Excerpted from Remarks to the Merrimack Valley Conveyancers Association – March 22, 2018 (Amicus Committee Report)



Daniel J. Ossoff
These remarks will address the appellate advocacy work that is done by the REBA Amicus Committee, of which I am co-Chair along with Ed Bloom of Sherin and Lodgen.  For those not familiar with the REBA Amicus Committee, it is technically a joint committee of REBA and the Abstract Club.  The Abstract Club is an organization limited to 100 members of the bar (together with emeritus members), by invitation only, traditionally comprised of title gurus and conveyancers, but now more generally open to real estate lawyers of all stripes.  The mission of the joint Amicus Committee is to write and submit to the appellate courts of the Commonwealth, and occasionally to the Federal courts sitting in the Commonwealth, briefs relating to matters of interest to the real estate bar and its clients.  While we occasionally do submit briefs at the Appeals Court level, our focus has traditionally been on cases before the Supreme Judicial Court, where definitive law is made.  We rely entirely on volunteers to author and submit briefs on behalf of the Committee.  In consideration of the significant time and effort involved in preparing, reviewing and submitting briefs, we do operate under fairly stringent standards in deciding which cases we will become involved with.  The guidelines that we follow are:

1.         Who should prevail in the case?  If there is not a consensus among the Committee members consulted as to the correct outcome of the case, we do not get involved.
2.         Preferably, the case is of wide applicability in a particular area of real estate law rather than dealing with a narrow and obscure topic.
3.         Finally, the case must have significant precedential value.  If a case is so fact-intensive that it limits the precedential value of any decision that may be issued in the case we will typically decline to participate.

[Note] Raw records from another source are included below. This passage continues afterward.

//! Account index for the chain bank ledger core.
//!
//! The index is the ordered list of every account identifier ever created.
//! It lives in the state store as a single JSON array under a reserved key
//! and is what makes full-store enumeration possible without a key scan.
//!
//! # Key Types
//!
//! - [`AccountIndex`] -- append / enumerate / reset over a [`StateStore`]
//!
//! [`StateStore`]: bank_store::StateStore

pub mod error;
pub mod index;

pub use error::{IndexError, IndexResult};
pub use index::{AccountIndex, DEFAULT_INDEX_KEY};
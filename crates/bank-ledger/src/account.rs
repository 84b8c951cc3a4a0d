//! The persisted account record and its amount parsing rules.

use serde::{Deserialize, Serialize};

use crate::error::{LedgerError, LedgerResult};

/// One account as stored under its identifier.
///
/// Field names on the wire are fixed by existing consumers:
/// `{"bank_ID":"A1","balance":100,"name":"Alice"}`.
#[derive(Clone, Debug, PartialEq, Eq, Serialize, Deserialize)]
pub struct Account {
    #[serde(rename = "bank_ID")]
    pub id: String,
    pub balance: i64,
    pub name: String,
}

impl Account {
    pub fn new(id: impl Into<String>, balance: i64, name: impl Into<String>) -> Self {
        Self {
            id: id.into(),
            balance,
            name: name.into(),
        }
    }

    /// Encode to the stored JSON form.
    pub fn encode(&self) -> LedgerResult<Vec<u8>> {
        serde_json::to_vec(self).map_err(|e| LedgerError::Serialization(e.to_string()))
    }

    /// Decode a stored record. `id` is the key the bytes were read from and
    /// only labels the error.
    pub fn decode(id: &str, raw: &[u8]) -> LedgerResult<Self> {
        serde_json::from_slice(raw).map_err(|e| LedgerError::MalformedAccount {
            id: id.to_string(),
            reason: e.to_string(),
        })
    }
}

/// Sign applied to a balance delta.
#[derive(Clone, Copy, Debug, PartialEq, Eq)]
pub enum BalanceChange {
    Deposit,
    Withdrawal,
}

impl BalanceChange {
    /// Apply `delta` to `balance`. There is no lower bound: withdrawals may
    /// take the balance negative. Only 64-bit overflow is rejected.
    pub fn apply(self, balance: i64, delta: i64) -> LedgerResult<i64> {
        let result = match self {
            Self::Deposit => balance.checked_add(delta),
            Self::Withdrawal => balance.checked_sub(delta),
        };
        result.ok_or_else(|| LedgerError::InvalidAmount {
            value: delta.to_string(),
            reason: format!("{self} overflows balance {balance}"),
        })
    }
}

impl std::fmt::Display for BalanceChange {
    fn fmt(&self, f: &mut std::fmt::Formatter<'_>) -> std::fmt::Result {
        match self {
            Self::Deposit => write!(f, "deposit"),
            Self::Withdrawal => write!(f, "withdrawal"),
        }
    }
}

/// Parse a caller-supplied amount as a signed base-10 integer.
///
/// An optional leading `+` or `-` is accepted; surrounding whitespace is not.
pub fn parse_amount(value: &str) -> LedgerResult<i64> {
    value.parse::<i64>().map_err(|e| LedgerError::InvalidAmount {
        value: value.to_string(),
        reason: e.to_string(),
    })
}
use clap::Parser;
use tracing_subscriber::EnvFilter;

mod cli;
mod commands;

#[tokio::main]
async fn main() -> anyhow::Result<()> {
    let cli = cli::Cli::parse();
    let default_level = if cli.verbose { "debug" } else { "warn" };
    let filter =
        EnvFilter::try_from_default_env().unwrap_or_else(|_| EnvFilter::new(default_level));
    tracing_subscriber::fmt()
        .with_env_filter(filter)
        .with_writer(std::io::stderr)
        .init();
    commands::run_command(cli).await
}
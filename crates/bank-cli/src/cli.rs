use std::path::PathBuf;

use clap::{Args, Parser, Subcommand};

#[derive(Parser)]
#[command(
    name = "bank",
    about = "Chain bank: an account ledger over a key-value state store",
    version
)]
pub struct Cli {
    #[command(subcommand)]
    pub command: Command,

    #[arg(short, long, global = true)]
    pub verbose: bool,

    #[arg(long, global = true, default_value = "text")]
    pub format: OutputFormat,

    /// State file backing the store
    #[arg(long, global = true, default_value = "bank-state.json")]
    pub store: PathBuf,

    /// TOML configuration file
    #[arg(long, global = true)]
    pub config: Option<PathBuf>,
}

#[derive(Clone, Debug, clap::ValueEnum)]
pub enum OutputFormat {
    Text,
    Json,
}

#[derive(Subcommand)]
pub enum Command {
    /// Reset the account index to empty
    Init(InitArgs),
    /// Create an account and add it to the index
    MakeAccount(MakeAccountArgs),
    /// Add to an account balance
    Deposit(AmountArgs),
    /// Subtract from an account balance (may go negative)
    Withdrawal(AmountArgs),
    /// Print the stored record of one account
    Read(ReadArgs),
    /// Print every indexed account record
    SeeAll,
    /// Fork-join probe: write, delayed background write, write
    Work(WorkArgs),
    /// Single-delay probe: sleep, then write one key
    Check(CheckArgs),
    /// Dispatch a raw function name with positional arguments
    Invoke(InvokeArgs),
    /// Print the effective configuration as TOML
    Config,
}

#[derive(Args)]
pub struct InitArgs {
    /// Accepted for compatibility and ignored
    #[arg(default_value = "0")]
    pub arg: String,
}

#[derive(Args)]
pub struct MakeAccountArgs {
    pub id: String,
    #[arg(allow_hyphen_values = true)]
    pub balance: String,
    pub name: String,
}

#[derive(Args)]
pub struct AmountArgs {
    pub id: String,
    #[arg(allow_hyphen_values = true)]
    pub amount: String,
}

#[derive(Args)]
pub struct ReadArgs {
    pub id: String,
}

#[derive(Args)]
pub struct WorkArgs {
    pub first: String,
    pub delayed: String,
    pub last: String,
    /// Override the configured probe delay
    #[arg(long)]
    pub delay_ms: Option<u64>,
}

#[derive(Args)]
pub struct CheckArgs {
    pub key: String,
    /// Override the configured probe delay
    #[arg(long)]
    pub delay_ms: Option<u64>,
}

#[derive(Args)]
pub struct InvokeArgs {
    pub function: String,
    #[arg(trailing_var_arg = true, allow_hyphen_values = true)]
    pub args: Vec<String>,
    /// Use the read-only entry point
    #[arg(long)]
    pub query: bool,
}

#[cfg(test)]
mod tests {
    use super::*;

    #[test]
    fn parse_init() {
        let cli = Cli::try_parse_from(["bank", "init"]).unwrap();
        if let Command::Init(args) = cli.command {
            assert_eq!(args.arg, "0");
        } else {
            panic!("wrong command");
        }
    }

    #[test]
    fn parse_make_account_negative_balance() {
        let cli = Cli::try_parse_from(["bank", "make-account", "A1", "-5", "Alice"]).unwrap();
        if let Command::MakeAccount(args) = cli.command {
            assert_eq!(args.id, "A1");
            assert_eq!(args.balance, "-5");
            assert_eq!(args.name, "Alice");
        } else {
            panic!("wrong command");
        }
    }

    #[test]
    fn parse_withdrawal() {
        let cli = Cli::try_parse_from(["bank", "withdrawal", "A1", "200"]).unwrap();
        if let Command::Withdrawal(args) = cli.command {
            assert_eq!(args.amount, "200");
        } else {
            panic!("wrong command");
        }
    }

    #[test]
    fn parse_see_all() {
        let cli = Cli::try_parse_from(["bank", "see-all"]).unwrap();
        assert!(matches!(cli.command, Command::SeeAll));
    }

    #[test]
    fn parse_work_with_delay() {
        let cli =
            Cli::try_parse_from(["bank", "work", "a", "b", "c", "--delay-ms", "5"]).unwrap();
        if let Command::Work(args) = cli.command {
            assert_eq!(
                (args.first.as_str(), args.delayed.as_str(), args.last.as_str()),
                ("a", "b", "c")
            );
            assert_eq!(args.delay_ms, Some(5));
        } else {
            panic!("wrong command");
        }
    }

    #[test]
    fn parse_check() {
        let cli = Cli::try_parse_from(["bank", "check", "k"]).unwrap();
        if let Command::Check(args) = cli.command {
            assert_eq!(args.key, "k");
            assert_eq!(args.delay_ms, None);
        } else {
            panic!("wrong command");
        }
    }

    #[test]
    fn parse_invoke_raw() {
        let cli = Cli::try_parse_from(["bank", "invoke", "deposit", "A1", "-3"]).unwrap();
        if let Command::Invoke(args) = cli.command {
            assert_eq!(args.function, "deposit");
            assert_eq!(args.args, vec!["A1", "-3"]);
            assert!(!args.query);
        } else {
            panic!("wrong command");
        }
    }

    #[test]
    fn parse_global_options() {
        let cli = Cli::try_parse_from([
            "bank",
            "--store",
            "/tmp/s.json",
            "--config",
            "bank.toml",
            "--format",
            "json",
            "see-all",
        ])
        .unwrap();
        assert_eq!(cli.store, PathBuf::from("/tmp/s.json"));
        assert_eq!(cli.config, Some(PathBuf::from("bank.toml")));
        assert!(matches!(cli.format, OutputFormat::Json));
    }

    #[test]
    fn default_store_path() {
        let cli = Cli::try_parse_from(["bank", "-v", "config"]).unwrap();
        assert!(cli.verbose);
        assert_eq!(cli.store, PathBuf::from("bank-state.json"));
    }

    #[test]
    fn missing_args_rejected() {
        assert!(Cli::try_parse_from(["bank", "deposit", "A1"]).is_err());
        assert!(Cli::try_parse_from(["bank", "work", "a", "b"]).is_err());
    }
}
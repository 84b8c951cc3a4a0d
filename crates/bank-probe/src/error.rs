use thiserror::Error;

/// Errors raised while running a probe.
#[derive(Debug, Error)]
pub enum ProbeError {
    #[error("store error: {0}")]
    Store(#[from] bank_store::StoreError),

    /// The background writer panicked or was aborted by the runtime.
    #[error("background writer failed: {0}")]
    Join(String),
}

pub type ProbeResult<T> = Result<T, ProbeError>;
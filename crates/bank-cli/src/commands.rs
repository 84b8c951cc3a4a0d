use std::sync::Arc;

use anyhow::Context;
use bank_dispatch::{BankChaincode, BankConfig, Chaincode, Function};
use bank_ledger::Account;
use bank_store::FileStateStore;
use colored::Colorize;
use serde_json::json;
use tracing::debug;

use crate::cli::*;

/// One dispatch request assembled from the command line.
#[derive(Debug, PartialEq, Eq)]
pub struct Request {
    pub function: String,
    pub args: Vec<String>,
    pub query: bool,
}

impl Request {
    fn invoke(function: Function, args: Vec<String>) -> Self {
        Self {
            function: function.name().to_string(),
            args,
            query: false,
        }
    }

    fn query(function: Function, args: Vec<String>) -> Self {
        Self {
            function: function.name().to_string(),
            args,
            query: true,
        }
    }
}

pub async fn run_command(cli: Cli) -> anyhow::Result<()> {
    let mut config = match &cli.config {
        Some(path) => BankConfig::load(path)?,
        None => BankConfig::default(),
    };

    let request = match cli.command {
        Command::Config => {
            print!("{}", config.to_toml_string()?);
            return Ok(());
        }
        Command::Work(WorkArgs { delay_ms: Some(ms), .. })
        | Command::Check(CheckArgs { delay_ms: Some(ms), .. }) => {
            config.probe.delay_ms = ms;
            build_request(cli.command)
        }
        command => build_request(command),
    };

    let store = FileStateStore::open(&cli.store)
        .with_context(|| format!("opening state file {}", cli.store.display()))?;
    let bank = BankChaincode::new(Arc::new(store), &config);
    debug!(
        function = %request.function,
        args = request.args.len(),
        query = request.query,
        "dispatching"
    );

    let outcome = if request.query {
        bank.query(&request.function, &request.args).await
    } else {
        bank.invoke(&request.function, &request.args).await
    };

    match (outcome, cli.format) {
        (Ok(payload), OutputFormat::Text) => print_text(&request, &payload),
        (Ok(payload), OutputFormat::Json) => {
            let body = json!({
                "function": request.function,
                "ok": true,
                "payload": String::from_utf8_lossy(&payload),
            });
            println!("{body}");
        }
        (Err(e), OutputFormat::Text) => {
            anyhow::bail!("{} failed ({}): {e}", request.function, e.kind());
        }
        (Err(e), OutputFormat::Json) => {
            let body = json!({
                "function": request.function,
                "ok": false,
                "kind": e.kind().to_string(),
                "error": e.to_string(),
            });
            println!("{body}");
            anyhow::bail!("{} failed", request.function);
        }
    }
    Ok(())
}

pub fn build_request(command: Command) -> Request {
    match command {
        Command::Init(args) => Request::invoke(Function::Init, vec![args.arg]),
        Command::MakeAccount(args) => {
            Request::invoke(Function::MakeAccount, vec![args.id, args.balance, args.name])
        }
        Command::Deposit(args) => Request::invoke(Function::Deposit, vec![args.id, args.amount]),
        Command::Withdrawal(args) => {
            Request::invoke(Function::Withdrawal, vec![args.id, args.amount])
        }
        Command::Read(args) => Request::query(Function::Read, vec![args.id]),
        Command::SeeAll => Request::query(Function::SeeAll, vec![]),
        Command::Work(args) => {
            Request::invoke(Function::Work, vec![args.first, args.delayed, args.last])
        }
        Command::Check(args) => Request::invoke(Function::Check, vec![args.key]),
        Command::Invoke(args) => Request {
            function: args.function,
            args: args.args,
            query: args.query,
        },
        // Handled before a store is opened.
        Command::Config => Request::query(Function::SeeAll, vec![]),
    }
}

fn print_text(request: &Request, payload: &[u8]) {
    if payload.is_empty() {
        match Function::from_name(&request.function) {
            Some(Function::SeeAll) => println!("No accounts."),
            _ => println!("{} {}", "✓".green().bold(), request.function.bold()),
        }
        return;
    }

    if request.function == Function::Read.name() {
        if let Some(id) = request.args.first() {
            if let Ok(account) = Account::decode(id, payload) {
                println!(
                    "{}  {}  balance {}",
                    account.id.yellow().bold(),
                    account.name,
                    format_balance(account.balance)
                );
                return;
            }
        }
    }
    println!("{}", String::from_utf8_lossy(payload));
}

fn format_balance(balance: i64) -> String {
    if balance < 0 {
        balance.to_string().red().to_string()
    } else {
        balance.to_string().green().to_string()
    }
}

#[cfg(test)]
mod tests {
    use super::*;
    use clap::Parser;

    fn request(argv: &[&str]) -> Request {
        build_request(Cli::try_parse_from(argv).unwrap().command)
    }

    #[test]
    fn make_account_request() {
        let r = request(&["bank", "make-account", "A1", "100", "Alice"]);
        assert_eq!(
            r,
            Request::invoke(
                Function::MakeAccount,
                vec!["A1".into(), "100".into(), "Alice".into()]
            )
        );
    }

    #[test]
    fn reads_use_query_entry_point() {
        assert!(request(&["bank", "read", "A1"]).query);
        assert!(request(&["bank", "see-all"]).query);
        assert!(!request(&["bank", "deposit", "A1", "5"]).query);
    }

    #[test]
    fn init_passes_placeholder() {
        let r = request(&["bank", "init"]);
        assert_eq!(r.function, "init");
        assert_eq!(r.args, vec!["0"]);
    }

    #[test]
    fn invoke_passes_through() {
        let r = request(&["bank", "invoke", "seeAll"]);
        assert_eq!(r.function, "seeAll");
        assert!(r.args.is_empty());
    }

    #[tokio::test]
    async fn commands_persist_through_state_file() {
        let dir = tempfile::tempdir().unwrap();
        let state = dir.path().join("state.json");
        let state_arg = state.to_str().unwrap();

        for argv in [
            vec!["bank", "--store", state_arg, "init"],
            vec!["bank", "--store", state_arg, "make-account", "A1", "100", "Alice"],
            vec!["bank", "--store", state_arg, "deposit", "A1", "50"],
            vec!["bank", "--store", state_arg, "withdrawal", "A1", "200"],
        ] {
            run_command(Cli::try_parse_from(argv).unwrap()).await.unwrap();
        }

        let store = FileStateStore::open(&state).unwrap();
        let bank = BankChaincode::new(Arc::new(store), &BankConfig::default());
        let raw = bank.query("read", &["A1".to_string()]).await.unwrap();
        assert_eq!(Account::decode("A1", &raw).unwrap().balance, -50);
    }

    #[tokio::test]
    async fn failed_dispatch_is_an_error() {
        let dir = tempfile::tempdir().unwrap();
        let state = dir.path().join("state.json");
        let cli = Cli::try_parse_from([
            "bank",
            "--store",
            state.to_str().unwrap(),
            "deposit",
            "ghost",
            "1",
        ])
        .unwrap();
        let err = run_command(cli).await.unwrap_err();
        assert!(err.to_string().contains("MalformedAccount"), "{err}");
    }

    #[tokio::test]
    async fn check_honors_delay_override() {
        let dir = tempfile::tempdir().unwrap();
        let state = dir.path().join("state.json");
        let cli = Cli::try_parse_from([
            "bank",
            "--store",
            state.to_str().unwrap(),
            "check",
            "probe-key",
            "--delay-ms",
            "1",
        ])
        .unwrap();
        run_command(cli).await.unwrap();

        let store = FileStateStore::open(&state).unwrap();
        assert_eq!(
            bank_store::StateStore::get(&store, "probe-key").unwrap(),
            Some(b"love".to_vec())
        );
    }
}
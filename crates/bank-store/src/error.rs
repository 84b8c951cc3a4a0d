/// Errors from state store operations.
#[derive(Debug, thiserror::Error)]
pub enum StoreError {
    /// The backend refused or failed the operation.
    #[error("backend error on key {key}: {reason}")]
    Backend { key: String, reason: String },

    /// Keys must be non-empty.
    #[error("cannot store a value under an empty key")]
    EmptyKey,

    /// The on-disk state file could not be decoded.
    #[error("corrupt state file: {0}")]
    Corrupt(String),

    /// Serialization or deserialization failure.
    #[error("serialization error: {0}")]
    Serialization(String),

    /// I/O error from the underlying storage backend.
    #[error("I/O error: {0}")]
    Io(#[from] std::io::Error),

    /// A lock guarding in-memory state was poisoned by a panicking writer.
    #[error("lock poisoned: {0}")]
    Poisoned(String),
}

/// Result alias for store operations.
pub type StoreResult<T> = Result<T, StoreError>;
use std::time::Duration;

use serde::{Deserialize, Serialize};

/// Probe timing and the marker values it writes.
#[derive(Clone, Debug, PartialEq, Eq, Serialize, Deserialize)]
#[serde(default)]
pub struct ProbeConfig {
    /// How long the delayed write waits, in milliseconds.
    pub delay_ms: u64,
    /// Written synchronously before the background task starts.
    pub first_marker: String,
    /// Written by the delayed task (and by single-delay mode).
    pub delayed_marker: String,
    /// Written after the background task has completed.
    pub last_marker: String,
}

impl ProbeConfig {
    pub fn delay(&self) -> Duration {
        Duration::from_millis(self.delay_ms)
    }

    /// Same markers, different delay.
    pub fn with_delay(mut self, delay: Duration) -> Self {
        self.delay_ms = u64::try_from(delay.as_millis()).unwrap_or(u64::MAX);
        self
    }
}

impl Default for ProbeConfig {
    fn default() -> Self {
        Self {
            delay_ms: 10_000,
            first_marker: "I".into(),
            delayed_marker: "love".into(),
            last_marker: "you".into(),
        }
    }
}

#[cfg(test)]
mod tests {
    use super::*;

    #[test]
    fn default_config() {
        let c = ProbeConfig::default();
        assert_eq!(c.delay(), Duration::from_secs(10));
        assert_eq!(c.first_marker, "I");
        assert_eq!(c.delayed_marker, "love");
        assert_eq!(c.last_marker, "you");
    }

    #[test]
    fn with_delay_keeps_markers() {
        let c = ProbeConfig::default().with_delay(Duration::from_secs(50));
        assert_eq!(c.delay_ms, 50_000);
        assert_eq!(c.delayed_marker, "love");
    }
}
use std::collections::HashMap;
use std::sync::RwLock;

use crate::error::{StoreError, StoreResult};
use crate::traits::StateStore;

/// In-memory, HashMap-based state store.
///
/// Intended for tests and embedding. Values are held behind a `RwLock` for
/// safe concurrent access and are cloned on read and write.
pub struct InMemoryStateStore {
    values: RwLock<HashMap<String, Vec<u8>>>,
}

impl InMemoryStateStore {
    /// Create a new empty in-memory store.
    pub fn new() -> Self {
        Self {
            values: RwLock::new(HashMap::new()),
        }
    }

    /// Number of keys currently stored.
    pub fn len(&self) -> usize {
        self.values.read().map(|m| m.len()).unwrap_or(0)
    }

    /// Returns `true` if the store is empty.
    pub fn is_empty(&self) -> bool {
        self.len() == 0
    }

    /// Return a sorted list of all keys in the store.
    pub fn keys(&self) -> StoreResult<Vec<String>> {
        let map = self
            .values
            .read()
            .map_err(|e| StoreError::Poisoned(e.to_string()))?;
        let mut keys: Vec<String> = map.keys().cloned().collect();
        keys.sort();
        Ok(keys)
    }
}

impl Default for InMemoryStateStore {
    fn default() -> Self {
        Self::new()
    }
}

impl StateStore for InMemoryStateStore {
    fn get(&self, key: &str) -> StoreResult<Option<Vec<u8>>> {
        let map = self
            .values
            .read()
            .map_err(|e| StoreError::Poisoned(e.to_string()))?;
        Ok(map.get(key).cloned())
    }

    fn put(&self, key: &str, value: &[u8]) -> StoreResult<()> {
        if key.is_empty() {
            return Err(StoreError::EmptyKey);
        }
        let mut map = self
            .values
            .write()
            .map_err(|e| StoreError::Poisoned(e.to_string()))?;
        map.insert(key.to_string(), value.to_vec());
        Ok(())
    }

    fn contains(&self, key: &str) -> StoreResult<bool> {
        let map = self
            .values
            .read()
            .map_err(|e| StoreError::Poisoned(e.to_string()))?;
        Ok(map.contains_key(key))
    }
}

impl std::fmt::Debug for InMemoryStateStore {
    fn fmt(&self, f: &mut std::fmt::Formatter<'_>) -> std::fmt::Result {
        f.debug_struct("InMemoryStateStore")
            .field("key_count", &self.len())
            .finish()
    }
}
use std::sync::Arc;

use crate::error::StoreResult;

/// Key-value state store owned by the hosting platform.
///
/// The ledger core treats the store as durable and consistent: a `put` that
/// returned `Ok` is visible to every later `get`. Implementations must be
/// thread-safe because the diagnostic probe writes from a spawned task.
///
/// The store never interprets values; they are opaque bytes.
pub trait StateStore: Send + Sync {
    /// Read the value stored under `key`.
    ///
    /// Returns `Ok(None)` if nothing has been written under the key.
    fn get(&self, key: &str) -> StoreResult<Option<Vec<u8>>>;

    /// Write (create or overwrite) the value stored under `key`.
    fn put(&self, key: &str, value: &[u8]) -> StoreResult<()>;

    /// Check whether a value exists under `key`.
    fn contains(&self, key: &str) -> StoreResult<bool> {
        Ok(self.get(key)?.is_some())
    }
}

impl<S: StateStore + ?Sized> StateStore for Arc<S> {
    fn get(&self, key: &str) -> StoreResult<Option<Vec<u8>>> {
        (**self).get(key)
    }

    fn put(&self, key: &str, value: &[u8]) -> StoreResult<()> {
        (**self).put(key, value)
    }

    fn contains(&self, key: &str) -> StoreResult<bool> {
        (**self).contains(key)
    }
}
//! Key-value state store boundary for the chain bank ledger core.
//!
//! The ledger core never owns durable storage. Every handler reads and writes
//! through the [`StateStore`] trait, which stands in for the state database of
//! the hosting platform.
//!
//! # Storage Backends
//!
//! - [`InMemoryStateStore`] -- `HashMap`-based store for tests and embedding
//! - [`FileStateStore`] -- single JSON file, used by the `bank` command-line tool
//!
//! # Design Rules
//!
//! 1. Values are opaque bytes; the store never interprets them.
//! 2. A missing key is `Ok(None)`, never an error.
//! 3. All I/O errors are propagated, never silently ignored.

pub mod error;
pub mod file;
pub mod memory;
pub mod traits;

pub use error::{StoreError, StoreResult};
pub use file::FileStateStore;
pub use memory::InMemoryStateStore;
pub use traits::StateStore;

Cases come to the Amicus Committee in a variety of ways.  We are very often asked by the appellate court itself to consider submitting a brief when a case on appeal presents title or other real estate issues on which the court feels the Committee’s view would add value.  We also monitor decisions coming out of the lower courts and, where we deem appropriate, may reach out to the lawyer on the “correct” side of the case to volunteer an amicus submission.  Finally, and perhaps most importantly, we welcome requests from REBA members who may be involved in a case that they deem appropriate for participation by the Committee.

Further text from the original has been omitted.